Start of DATA EXTRACT

use std::ffi::OsString;
use std::io;
use std::path::Path;
use std::process::Stdio;
use std::time::Duration;

use tokio::process::{Child, Command};
use tokio::time;
use tracing::{error, info, warn};

use super::{CaptureLauncher, CaptureProcess, ExitWatch};
use crate::config::CaptureSettings;
use crate::error::CaptureError;

/// Launches `raspivid` in continuous mode for each recording.
pub struct Raspivid {
    settings: CaptureSettings,
    stop_grace: Duration,
}

impl Raspivid {
    pub fn new(settings: CaptureSettings, stop_grace: Duration) -> Self {
        Raspivid {
            settings,
            stop_grace,
        }
    }

    pub fn args(&self, output: &Path) -> Vec<OsString> {
        let s = &self.settings;
        let mut args: Vec<OsString> = vec!["-t".into(), "0".into(), "-o".into()];
        args.push(output.as_os_str().to_owned());
        for (flag, value) in [
            ("-w", s.width),
            ("-h", s.height),
            ("-fps", s.fps),
            ("-b", s.bitrate),
        ] {
            args.push(flag.into());
            args.push(value.to_string().into());
        }
        args
    }
}

impl CaptureLauncher for Raspivid {
    fn launch(&mut self, output: &Path) -> Result<Box<dyn CaptureProcess>, CaptureError> {
        let process = spawn(&self.settings.program, self.args(output), self.stop_grace)?;

        info!(
            pid = ?process.id(),
            "Started {} {}x{} @ {}fps, {}bps",
            self.settings.program,
            self.settings.width,
            self.settings.height,
            self.settings.fps,
            self.settings.bitrate
        );
        Ok(Box::new(process))
    }
}

/// Starts the capture program. A process whose handle is dropped without a
/// completed stop is killed, so nothing outlives the controller.
fn spawn(
    program: &str,
    args: Vec<OsString>,
    stop_grace: Duration,
) -> Result<RaspividProcess, CaptureError> {
    let child = Command::new(program)
        .args(args)
        .stdin(Stdio::null())
        .kill_on_drop(true)
        .spawn()
        .map_err(|source| CaptureError::Launch {
            program: program.to_string(),
            source,
        })?;
    Ok(RaspividProcess { child, stop_grace })
}

struct RaspividProcess {
    child: Child,
    stop_grace: Duration,
}

impl CaptureProcess for RaspividProcess {
    fn id(&self) -> Option<u32> {
        self.child.id()
    }

    fn interrupt(self: Box<Self>) -> Result<ExitWatch, CaptureError> {
        let RaspividProcess {
            mut child,
            stop_grace,
        } = *self;
        let pid = child.id().ok_or(CaptureError::NoProcessId)?;

        if let Err(source) = send_sigint(pid) {
            if let Err(e) = child.start_kill() {
                error!(pid, error = %e, "Failed to kill capture process");
            }
            return Err(CaptureError::Interrupt { pid, source });
        }

        Ok(Box::pin(async move {
            match time::timeout(stop_grace, child.wait()).await {
                Ok(Ok(status)) => info!(pid, %status, "Capture process exited"),
                Ok(Err(e)) => warn!(pid, error = %e, "Failed waiting for capture process"),
                Err(_) => {
                    warn!(pid, grace = ?stop_grace, "Capture process ignored interrupt, killing");
                    if let Err(e) = child.kill().await {
                        error!(pid, error = %e, "Failed to kill capture process");
                    }
                }
            }
        }))
    }
}

fn send_sigint(pid: u32) -> io::Result<()> {
    let pid = libc::pid_t::try_from(pid)
        .map_err(|_| io::Error::new(io::ErrorKind::InvalidInput, "pid out of range"))?;
    // SAFETY: kill(2) takes plain integers and has no memory-safety preconditions.
    if unsafe { libc::kill(pid, libc::SIGINT) } == 0 {
        Ok(())
    } else {
        Err(io::Error::last_os_error())
    }
}
//! Motion-triggered video recorder.
//!
//! Watches a PIR sensor on a GPIO line and records video with `raspivid`
//! while motion is present, until SIGINT or SIGTERM.

mod capture;
mod command;
mod config;
mod detector;
mod error;
mod gpio;
mod recorder;
mod signals;

use std::process::ExitCode;

use anyhow::{Context, Result};
use tokio::sync::{mpsc, oneshot};
use tokio::time;
use tracing::{error, info, warn};
use tracing_subscriber::EnvFilter;

use capture::{CaptureLauncher, Raspivid};
use config::Config;
use detector::EdgeDetector;
use gpio::DigitalPin;
use recorder::RecordingDispatcher;

#[tokio::main]
async fn main() -> ExitCode {
    let filter =
        EnvFilter::try_from_default_env().unwrap_or_else(|_| EnvFilter::new("pir_video=info"));
    tracing_subscriber::fmt().with_env_filter(filter).init();

    info!(
        version = env!("CARGO_PKG_VERSION"),
        "PIR-controlled video recording controller"
    );

    match run(Config::default()).await {
        Ok(()) => ExitCode::SUCCESS,
        Err(e) => {
            error!("{:#}", e);
            ExitCode::FAILURE
        }
    }
}

async fn run(config: Config) -> Result<()> {
    let shutdown = signals::setup_signal_handlers()?;
    let pin = gpio::open_pin(&config)
        .with_context(|| format!("Failed to open motion sensor on pin {}", config.pin))?;
    info!(pin = pin.id(), backend = ?config.backend, "Motion sensor ready");

    let launcher = Raspivid::new(config.capture.clone(), config.stop_grace);
    supervise(&config, pin, launcher, shutdown).await
}

/// Wires the detector to the dispatcher and blocks until shutdown completes.
///
/// The pin is always closed before returning, whatever ended the detector.
async fn supervise<L>(
    config: &Config,
    pin: Box<dyn DigitalPin>,
    launcher: L,
    shutdown: mpsc::Receiver<()>,
) -> Result<()>
where
    L: CaptureLauncher + 'static,
{
    let (cmd_tx, cmd_rx) = mpsc::channel(1);
    let (done_tx, done_rx) = oneshot::channel();

    let dispatcher = RecordingDispatcher::new(launcher, config, cmd_rx);
    let dispatcher_task = tokio::spawn(dispatcher.run());

    let detector = EdgeDetector::new(pin, config.poll_interval, cmd_tx, shutdown);
    let detector_task = tokio::spawn(detector.run(done_tx));

    if done_rx.await.is_err() {
        warn!("Motion detector ended without signalling completion");
    }
    let (mut pin, outcome) = detector_task.await.context("Motion detector task failed")?;

    if let Err(e) = pin.close() {
        warn!(error = %e, "Failed to release motion sensor pin");
    }
    info!(pin = pin.id(), "Motion sensor released");

    // The detector dropped its sender, so the dispatcher drains and exits.
    let wait = config.stop_grace + config.poll_interval;
    if time::timeout(wait, dispatcher_task).await.is_err() {
        warn!("Recording dispatcher did not finish in time");
    }

    outcome.context("Motion sensor failed")
}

End of DATA EXTRACT

TASK DIRECTIONS ▸ For every entry above, write out an exact copy.

RESPONSE AREA ▸
use std::ffi::OsString;
use std::io;
use std::path::Path;
use std::process::Stdio;
use std::time::Duration;

use tokio::process::{Child, Command};
use tokio::time;
use tracing::{error, info, warn};

use super::{CaptureLauncher, CaptureProcess, ExitWatch};
use crate::config::CaptureSettings;
use crate::error::CaptureError;

/// Launches `raspivid` in continuous mode for each recording.
pub struct Raspivid {
    settings: CaptureSettings,
    stop_grace: Duration,
}

impl Raspivid {
    pub fn new(settings: CaptureSettings, stop_grace: Duration) -> Self {
        Raspivid {
            settings,
            stop_grace,
        }
    }

    pub fn args(&self, output: &Path) -> Vec<OsString> {
        let s = &self.settings;
        let mut args: Vec<OsString> = vec!["-t".into(), "0".into(), "-o".into()];
        args.push(output.as_os_str().to_owned());
        for (flag, value) in [
            ("-w", s.width),
            ("-h", s.height),
            ("-fps", s.fps),
            ("-b", s.bitrate),
        ] {
            args.push(flag.into());
            args.push(value.to_string().into());
        }
        args
    }
}

impl CaptureLauncher for Raspivid {
    fn launch(&mut self, output: &Path) -> Result<Box<dyn CaptureProcess>, CaptureError> {
        let process = spawn(&self.settings.program, self.args(output), self.stop_grace)?;

        info!(
            pid = ?process.id(),
            "Started {} {}x{} @ {}fps, {}bps",
            self.settings.program,
            self.settings.width,
            self.settings.height,
            self.settings.fps,
            self.settings.bitrate
        );
        Ok(Box::new(process))
    }
}

/// Starts the capture program. A process whose handle is dropped without a
/// completed stop is killed, so nothing outlives the controller.
fn spawn(
    program: &str,
    args: Vec<OsString>,
    stop_grace: Duration,
) -> Result<RaspividProcess, CaptureError> {
    let child = Command::new(program)
        .args(args)
        .stdin(Stdio::null())
        .kill_on_drop(true)
        .spawn()
        .map_err(|source| CaptureError::Launch {
            program: program.to_string(),
            source,
        })?;
    Ok(RaspividProcess { child, stop_grace })
}

struct RaspividProcess {
    child: Child,
    stop_grace: Duration,
}

impl CaptureProcess for RaspividProcess {
    fn id(&self) -> Option<u32> {
        self.child.id()
    }

    fn interrupt(self: Box<Self>) -> Result<ExitWatch, CaptureError> {
        let RaspividProcess {
            mut child,
            stop_grace,
        } = *self;
        let pid = child.id().ok_or(CaptureError::NoProcessId)?;

        if let Err(source) = send_sigint(pid) {
            if let Err(e) = child.start_kill() {
                error!(pid, error = %e, "Failed to kill capture process");
            }
            return Err(CaptureError::Interrupt { pid, source });
        }

        Ok(Box::pin(async move {
            match time::timeout(stop_grace, child.wait()).await {
                Ok(Ok(status)) => info!(pid, %status, "Capture process exited"),
                Ok(Err(e)) => warn!(pid, error = %e, "Failed waiting for capture process"),
                Err(_) => {
                    warn!(pid, grace = ?stop_grace, "Capture process ignored interrupt, killing");
                    if let Err(e) = child.kill().await {
                        error!(pid, error = %e, "Failed to kill capture process");
                    }
                }
            }
        }))
    }
}

fn send_sigint(pid: u32) -> io::Result<()> {
    let pid = libc::pid_t::try_from(pid)
        .map_err(|_| io::Error::new(io::ErrorKind::InvalidInput, "pid out of range"))?;
    // SAFETY: kill(2) takes plain integers and has no memory-safety preconditions.
    if unsafe { libc::kill(pid, libc::SIGINT) } == 0 {
        Ok(())
    } else {
        Err(io::Error::last_os_error())
    }
}
//! Motion-triggered video recorder.
//!
//! Watches a PIR sensor on a GPIO line and records video with `raspivid`
//! while motion is present, until SIGINT or SIGTERM.

mod capture;
mod command;
mod config;
mod detector;
mod error;
mod gpio;
mod recorder;
mod signals;

use std::process::ExitCode;

use anyhow::{Context, Result};
use tokio::sync::{mpsc, oneshot};
use tokio::time;
use tracing::{error, info, warn};
use tracing_subscriber::EnvFilter;

use capture::{CaptureLauncher, Raspivid};
use config::Config;
use detector::EdgeDetector;
use gpio::DigitalPin;
use recorder::RecordingDispatcher;

#[tokio::main]
async fn main() -> ExitCode {
    let filter =
        EnvFilter::try_from_default_env().unwrap_or_else(|_| EnvFilter::new("pir_video=info"));
    tracing_subscriber::fmt().with_env_filter(filter).init();

    info!(
        version = env!("CARGO_PKG_VERSION"),
        "PIR-controlled video recording controller"
    );

    match run(Config::default()).await {
        Ok(()) => ExitCode::SUCCESS,
        Err(e) => {
            error!("{:#}", e);
            ExitCode::FAILURE
        }
    }
}

async fn run(config: Config) -> Result<()> {
    let shutdown = signals::setup_signal_handlers()?;
    let pin = gpio::open_pin(&config)
        .with_context(|| format!("Failed to open motion sensor on pin {}", config.pin))?;
    info!(pin = pin.id(), backend = ?config.backend, "Motion sensor ready");

    let launcher = Raspivid::new(config.capture.clone(), config.stop_grace);
    supervise(&config, pin, launcher, shutdown).await
}

/// Wires the detector to the dispatcher and blocks until shutdown completes.
///
/// The pin is always closed before returning, whatever ended the detector.
async fn supervise<L>(
    config: &Config,
    pin: Box<dyn DigitalPin>,
    launcher: L,
    shutdown: mpsc::Receiver<()>,
) -> Result<()>
where
    L: CaptureLauncher + 'static,
{
    let (cmd_tx, cmd_rx) = mpsc::channel(1);
    let (done_tx, done_rx) = oneshot::channel();

    let dispatcher = RecordingDispatcher::new(launcher, config, cmd_rx);
    let dispatcher_task = tokio::spawn(dispatcher.run());

    let detector = EdgeDetector::new(pin, config.poll_interval, cmd_tx, shutdown);
    let detector_task = tokio::spawn(detector.run(done_tx));

    if done_rx.await.is_err() {
        warn!("Motion detector ended without signalling completion");
    }
    let (mut pin, outcome) = detector_task.await.context("Motion detector task failed")?;

    if let Err(e) = pin.close() {
        warn!(error = %e, "Failed to release motion sensor pin");
    }
    info!(pin = pin.id(), "Motion sensor released");

    // The detector dropped its sender, so the dispatcher drains and exits.
    let wait = config.stop_grace + config.poll_interval;
    if time::timeout(wait, dispatcher_task).await.is_err() {
        warn!("Recording dispatcher did not finish in time");
    }

    outcome.context("Motion sensor failed")
}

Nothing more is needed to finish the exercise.